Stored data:
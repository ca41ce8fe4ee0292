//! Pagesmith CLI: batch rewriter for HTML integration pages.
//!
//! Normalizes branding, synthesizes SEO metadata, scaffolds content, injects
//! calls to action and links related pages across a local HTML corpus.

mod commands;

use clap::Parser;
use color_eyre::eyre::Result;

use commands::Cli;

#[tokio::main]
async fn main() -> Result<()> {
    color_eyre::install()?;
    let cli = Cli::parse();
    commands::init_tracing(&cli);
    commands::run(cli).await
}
...
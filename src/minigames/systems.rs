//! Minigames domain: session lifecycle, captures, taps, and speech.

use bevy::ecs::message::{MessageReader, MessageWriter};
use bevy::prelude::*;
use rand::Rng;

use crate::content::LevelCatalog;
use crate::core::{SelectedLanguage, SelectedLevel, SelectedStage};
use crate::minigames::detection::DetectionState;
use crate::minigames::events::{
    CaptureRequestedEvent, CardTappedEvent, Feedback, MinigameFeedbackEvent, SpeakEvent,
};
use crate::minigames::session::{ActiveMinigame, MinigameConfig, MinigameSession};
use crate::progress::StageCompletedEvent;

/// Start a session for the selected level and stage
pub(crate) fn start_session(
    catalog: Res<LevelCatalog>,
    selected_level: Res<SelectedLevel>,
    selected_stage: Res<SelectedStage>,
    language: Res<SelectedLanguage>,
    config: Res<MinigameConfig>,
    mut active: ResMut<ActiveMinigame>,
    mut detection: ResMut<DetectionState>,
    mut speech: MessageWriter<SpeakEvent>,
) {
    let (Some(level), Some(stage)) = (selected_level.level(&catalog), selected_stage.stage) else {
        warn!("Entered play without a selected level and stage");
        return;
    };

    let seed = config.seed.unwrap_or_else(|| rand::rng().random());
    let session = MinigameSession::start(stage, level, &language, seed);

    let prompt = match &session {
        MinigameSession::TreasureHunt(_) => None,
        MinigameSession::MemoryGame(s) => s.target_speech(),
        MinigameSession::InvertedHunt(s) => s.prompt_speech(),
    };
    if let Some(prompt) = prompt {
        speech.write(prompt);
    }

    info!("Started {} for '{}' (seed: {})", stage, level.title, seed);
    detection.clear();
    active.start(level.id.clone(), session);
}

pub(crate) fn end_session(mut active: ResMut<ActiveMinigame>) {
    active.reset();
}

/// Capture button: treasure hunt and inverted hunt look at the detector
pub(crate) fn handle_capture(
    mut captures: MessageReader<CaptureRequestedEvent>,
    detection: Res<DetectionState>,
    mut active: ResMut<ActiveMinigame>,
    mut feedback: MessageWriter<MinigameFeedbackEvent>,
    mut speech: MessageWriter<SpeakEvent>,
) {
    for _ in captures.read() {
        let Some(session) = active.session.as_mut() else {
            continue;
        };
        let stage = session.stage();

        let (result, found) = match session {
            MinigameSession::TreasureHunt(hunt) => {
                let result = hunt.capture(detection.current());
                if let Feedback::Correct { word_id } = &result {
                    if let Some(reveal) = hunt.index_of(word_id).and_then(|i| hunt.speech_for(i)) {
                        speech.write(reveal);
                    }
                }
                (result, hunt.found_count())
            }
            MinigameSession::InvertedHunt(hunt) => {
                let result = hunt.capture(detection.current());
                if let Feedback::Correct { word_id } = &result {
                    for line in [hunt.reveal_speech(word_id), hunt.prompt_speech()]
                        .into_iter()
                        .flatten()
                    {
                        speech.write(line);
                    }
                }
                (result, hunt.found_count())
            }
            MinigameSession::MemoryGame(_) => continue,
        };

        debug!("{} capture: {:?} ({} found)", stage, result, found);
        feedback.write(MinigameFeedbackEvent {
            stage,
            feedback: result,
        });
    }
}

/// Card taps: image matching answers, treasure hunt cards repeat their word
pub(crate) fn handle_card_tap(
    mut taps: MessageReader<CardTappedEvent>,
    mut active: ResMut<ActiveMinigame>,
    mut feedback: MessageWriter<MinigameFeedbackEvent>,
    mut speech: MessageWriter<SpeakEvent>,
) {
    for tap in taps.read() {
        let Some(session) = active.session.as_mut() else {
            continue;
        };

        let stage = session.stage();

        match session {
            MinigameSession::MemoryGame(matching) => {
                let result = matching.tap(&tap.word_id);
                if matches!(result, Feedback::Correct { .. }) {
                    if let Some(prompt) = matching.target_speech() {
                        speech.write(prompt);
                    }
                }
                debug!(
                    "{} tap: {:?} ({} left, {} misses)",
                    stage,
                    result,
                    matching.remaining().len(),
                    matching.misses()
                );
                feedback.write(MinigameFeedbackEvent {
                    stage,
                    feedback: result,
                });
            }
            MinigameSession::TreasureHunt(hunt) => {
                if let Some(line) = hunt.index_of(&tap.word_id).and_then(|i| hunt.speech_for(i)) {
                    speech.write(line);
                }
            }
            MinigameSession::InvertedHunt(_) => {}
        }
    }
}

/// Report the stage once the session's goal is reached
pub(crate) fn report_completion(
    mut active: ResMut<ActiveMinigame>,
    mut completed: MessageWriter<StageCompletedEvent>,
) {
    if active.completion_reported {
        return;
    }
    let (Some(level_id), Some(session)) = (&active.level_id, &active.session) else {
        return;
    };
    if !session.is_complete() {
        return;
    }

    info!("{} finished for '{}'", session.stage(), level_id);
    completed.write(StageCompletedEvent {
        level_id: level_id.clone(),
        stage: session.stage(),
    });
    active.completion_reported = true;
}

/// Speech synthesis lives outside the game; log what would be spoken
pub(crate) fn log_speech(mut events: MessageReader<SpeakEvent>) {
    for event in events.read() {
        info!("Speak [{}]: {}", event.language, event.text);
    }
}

• **Assignment**: Count the lines of the data above where the string "MinigameConfig" shows up; reply with the number only.

• **Task result**: 2